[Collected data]
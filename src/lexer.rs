use std::collections::HashMap;
use std::fmt;
use std::iter::FusedIterator;
use std::ops::Range;
use std::sync::LazyLock;

use crate::token::{Token, TokenKind};

const KEYWORDS: &[&str] = &[
    "if",
    "then",
    "else",
    "elseif",
    "elsif",
    "endif",
    "for",
    "to",
    "step",
    "next",
    "each",
    "endfor",
    "exitfor",
    "while",
    "endwhile",
    "exitwhile",
    "function",
    "endfunction",
    "sub",
    "endsub",
    "return",
    "exit",
    "goto",
    "stop",
    "and",
    "or",
    "not",
    "mod",
    "as",
    "in",
    "dim",
    "let",
    "print",
    "run",
    "class",
    "endclass",
    "namespace",
    "endnamespace",
    "interface",
    "implements",
    "extends",
    "public",
    "private",
    "protected",
    "override",
    "new",
    "import",
    "library",
    "alias",
    "try",
    "catch",
    "endtry",
    "finally",
    "throw",
    "continue",
    "continuefor",
    "continuewhile",
    "enum",
    "endenum",
    "const",
    "m",
    "super",
    "me",
    "global",
];

const TYPE_KEYWORDS: &[&str] = &[
    "boolean",
    "integer",
    "longinteger",
    "float",
    "double",
    "string",
    "object",
    "function",
    "dynamic",
    "brsub",
    "interface",
];

const BOOLEAN_LITERALS: &[&str] = &["true", "false", "invalid"];

const BUILTIN_FUNCTIONS: &[&str] = &[
    // math
    "abs",
    "atn",
    "cdbl",
    "cint",
    "cos",
    "csng",
    "exp",
    "fix",
    "int",
    "log",
    "rnd",
    "sgn",
    "sin",
    "sqr",
    "tan",
    // runtime
    "createobject",
    "type",
    "getglobalaa",
    "box",
    "run",
    "eval",
    "getlastruncompileerror",
    "getlastrunruntimeerror",
    // utility
    "sleep",
    "wait",
    "getinterface",
    "findmemberfunction",
    "uptime",
    "rebootsystem",
    "listdir",
    "readasciifile",
    "writeasciifile",
    "copyfile",
    "movefile",
    "matchfiles",
    "deletefile",
    "deletedirectory",
    "createdirectory",
    "formatdrive",
    "strtoi",
    "rungarbagecollector",
    "parsejson",
    "formatjson",
    "tr",
    // string
    "ucase",
    "lcase",
    "asc",
    "chr",
    "instr",
    "left",
    "len",
    "mid",
    "right",
    "str",
    "stri",
    "string",
    "stringi",
    "val",
    "substitute",
];

const TYPE_DESIGNATORS: [char; 6] = ['$', '%', '!', '#', '&', '@'];

/// Lowercase word to kind. Sets are inserted lowest precedence first so
/// that overlapping words (`function`, `string`, `run`) end up with the
/// kind of the strongest set.
static WORDS: LazyLock<HashMap<&'static str, TokenKind>> = LazyLock::new(|| {
    let mut words = HashMap::new();
    for (set, kind) in [
        (BUILTIN_FUNCTIONS, TokenKind::BuiltinFunction),
        (BOOLEAN_LITERALS, TokenKind::BooleanLiteral),
        (TYPE_KEYWORDS, TokenKind::TypeKeyword),
        (KEYWORDS, TokenKind::Keyword),
    ] {
        for word in set {
            words.insert(*word, kind);
        }
    }
    words
});

/// Classify an identifier-like run, case-insensitively.
///
/// Precedence is keyword, type keyword, boolean literal, built-in
/// function; anything else is an identifier. A trailing type designator
/// is part of the text, so `str$` is an identifier.
#[must_use]
pub fn classify_word(text: &str) -> TokenKind {
    let lower = text.to_ascii_lowercase();
    WORDS
        .get(lower.as_str())
        .copied()
        .unwrap_or(TokenKind::Identifier)
}

/// Classifies a lexer error.
#[derive(Debug, Clone, PartialEq, Eq)]
pub enum LexErrorKind {
    /// Range start is greater than range end.
    InvertedRange { start: usize, end: usize },
    /// Range end lies past the end of the buffer.
    OutOfBounds { end: usize, len: usize },
    /// Offset falls inside a multi-byte character.
    NotCharBoundary,
}

impl fmt::Display for LexErrorKind {
    fn fmt(&self, f: &mut fmt::Formatter<'_>) -> fmt::Result {
        match self {
            Self::InvertedRange { start, end } => {
                write!(f, "range start {start} is after range end {end}")
            }
            Self::OutOfBounds { end, len } => {
                write!(f, "range end {end} exceeds buffer length {len}")
            }
            Self::NotCharBoundary => write!(f, "offset is not on a character boundary"),
        }
    }
}

/// Error produced when a lexer cannot be started on the requested range.
#[derive(Debug, Clone, PartialEq, Eq, thiserror::Error)]
#[error("{kind} at byte {offset}")]
pub struct LexError {
    pub kind: LexErrorKind,
    pub offset: usize,
}

/// Tokenize a whole source buffer.
///
/// Never fails: every byte ends up in exactly one token, and characters
/// that start no token become [`TokenKind::BadCharacter`].
#[must_use]
pub fn tokenize(source: &str) -> Vec<Token> {
    Lexer::new(source).collect()
}

/// Tokenize `range` of `source`, as when resuming from an arbitrary offset.
///
/// # Errors
///
/// Returns `LexError` when the range is inverted, out of bounds, or
/// splits a character.
pub fn tokenize_range(source: &str, range: Range<usize>) -> Result<Vec<Token>, LexError> {
    Ok(Lexer::with_range(source, range)?.collect())
}

/// Pull-based scanner over a source buffer.
///
/// Iterating yields tokens until the range is exhausted; [`Lexer::next_token`]
/// additionally reports a zero-width [`TokenKind::EndOfInput`] from then on.
#[derive(Debug, Clone)]
pub struct Lexer<'a> {
    source: &'a str,
    pos: usize,
    end: usize,
}

impl<'a> Lexer<'a> {
    #[must_use]
    pub const fn new(source: &'a str) -> Self {
        Self {
            source,
            pos: 0,
            end: source.len(),
        }
    }

    /// Start scanning at `range.start` and stop at `range.end`.
    pub fn with_range(source: &'a str, range: Range<usize>) -> Result<Self, LexError> {
        if range.start > range.end {
            return Err(LexError {
                kind: LexErrorKind::InvertedRange {
                    start: range.start,
                    end: range.end,
                },
                offset: range.start,
            });
        }
        if range.end > source.len() {
            return Err(LexError {
                kind: LexErrorKind::OutOfBounds {
                    end: range.end,
                    len: source.len(),
                },
                offset: range.end,
            });
        }
        for offset in [range.start, range.end] {
            if !source.is_char_boundary(offset) {
                return Err(LexError {
                    kind: LexErrorKind::NotCharBoundary,
                    offset,
                });
            }
        }
        Ok(Self {
            source,
            pos: range.start,
            end: range.end,
        })
    }

    /// Byte offset the next token will start at.
    #[must_use]
    pub const fn offset(&self) -> usize {
        self.pos
    }

    #[must_use]
    pub const fn source(&self) -> &'a str {
        self.source
    }

    /// Scan one token. Returns `EndOfInput` once the range is exhausted.
    pub fn next_token(&mut self) -> Token {
        let Some(ch) = self.current() else {
            return Token::end_of_input(self.pos);
        };
        let start = self.pos;

        let kind = match ch {
            '\'' => {
                let kind = if self.byte_at(1) == Some(b'\'') {
                    TokenKind::RemComment
                } else {
                    TokenKind::LineComment
                };
                self.skip_to_line_end();
                kind
            }
            'r' | 'R' if self.at_rem() => {
                self.skip_to_line_end();
                TokenKind::RemComment
            }
            '"' => {
                self.read_string();
                TokenKind::StringLiteral
            }
            c if c.is_ascii_digit() => {
                self.bump_while(|c| c.is_ascii_digit() || c == '.');
                TokenKind::NumberLiteral
            }
            '&' if matches!(self.byte_at(1), Some(b'h' | b'H')) => {
                self.pos += 2;
                self.bump_while(|c| c.is_ascii_hexdigit());
                TokenKind::NumberLiteral
            }
            c if c.is_alphabetic() || c == '_' || c == '#' => self.read_word(start),
            c if c.is_whitespace() => {
                self.bump_while(char::is_whitespace);
                TokenKind::Whitespace
            }
            '(' => self.single(TokenKind::LParen),
            ')' => self.single(TokenKind::RParen),
            '{' => self.single(TokenKind::LBrace),
            '}' => self.single(TokenKind::RBrace),
            '[' => self.single(TokenKind::LBracket),
            ']' => self.single(TokenKind::RBracket),
            '.' => self.single(TokenKind::Dot),
            ',' => self.single(TokenKind::Comma),
            ':' => self.single(TokenKind::Colon),
            '+' | '-' | '*' | '/' | '\\' | '^' | '=' | '<' | '>' | '&' => self.read_operator(ch),
            _ => self.single(TokenKind::BadCharacter),
        };

        debug_assert!(self.pos > start, "lexer made no progress at {start}");
        Token::new(kind, start, self.pos)
    }

    fn current(&self) -> Option<char> {
        self.source[self.pos..self.end].chars().next()
    }

    fn byte_at(&self, offset: usize) -> Option<u8> {
        let index = self.pos + offset;
        (index < self.end).then(|| self.source.as_bytes()[index])
    }

    fn bump(&mut self) {
        if let Some(c) = self.current() {
            self.pos += c.len_utf8();
        }
    }

    fn bump_while(&mut self, pred: impl Fn(char) -> bool) {
        while let Some(c) = self.current() {
            if !pred(c) {
                break;
            }
            self.pos += c.len_utf8();
        }
    }

    fn single(&mut self, kind: TokenKind) -> TokenKind {
        self.bump();
        kind
    }

    fn skip_to_line_end(&mut self) {
        self.bump_while(|c| c != '\n');
    }

    /// `rem` as a whole word: the letter after it must not continue a word.
    fn at_rem(&self) -> bool {
        let is = |offset, lower: u8| {
            self.byte_at(offset)
                .is_some_and(|b| b.eq_ignore_ascii_case(&lower))
        };
        if !(is(1, b'e') && is(2, b'm')) {
            return false;
        }
        self.source[self.pos + 3..self.end]
            .chars()
            .next()
            .is_none_or(|c| !c.is_alphanumeric())
    }

    /// Unterminated strings run to the end of the range.
    fn read_string(&mut self) {
        self.bump(); // opening quote
        while let Some(c) = self.current() {
            self.bump();
            if c == '"' {
                break;
            }
        }
    }

    fn read_word(&mut self, start: usize) -> TokenKind {
        self.bump_while(|c| c.is_alphanumeric() || c == '_');
        // A leading `#` is never part of the run; it is picked up here as
        // a lone designator, so `#if` scans as `#` followed by `if`.
        let designator = self.current().filter(|c| TYPE_DESIGNATORS.contains(c));
        if designator.is_some() {
            self.bump();
        }
        classify_word(&self.source[start..self.pos])
    }

    fn read_operator(&mut self, first: char) -> TokenKind {
        self.bump();
        match (first, self.current()) {
            ('+' | '-' | '*' | '/' | '\\' | '<' | '>', Some('='))
            | ('+', Some('+'))
            | ('-', Some('-'))
            | ('<', Some('>')) => self.bump(),
            ('<', Some('<')) | ('>', Some('>')) => {
                self.bump();
                if self.current() == Some('=') {
                    self.bump();
                }
            }
            _ => {}
        }
        TokenKind::Operator
    }
}

impl Iterator for Lexer<'_> {
    type Item = Token;

    fn next(&mut self) -> Option<Token> {
        let token = self.next_token();
        (!token.is_eof()).then_some(token)
    }
}

impl FusedIterator for Lexer<'_> {}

__REQUIREMENT__
Every line in the data that holds the string "from" should be copied.

__REPLY TO THE EXERCISE__
/// Tokenize `range` of `source`, as when resuming from an arbitrary offset.
/// additionally reports a zero-width [`TokenKind::EndOfInput`] from then on.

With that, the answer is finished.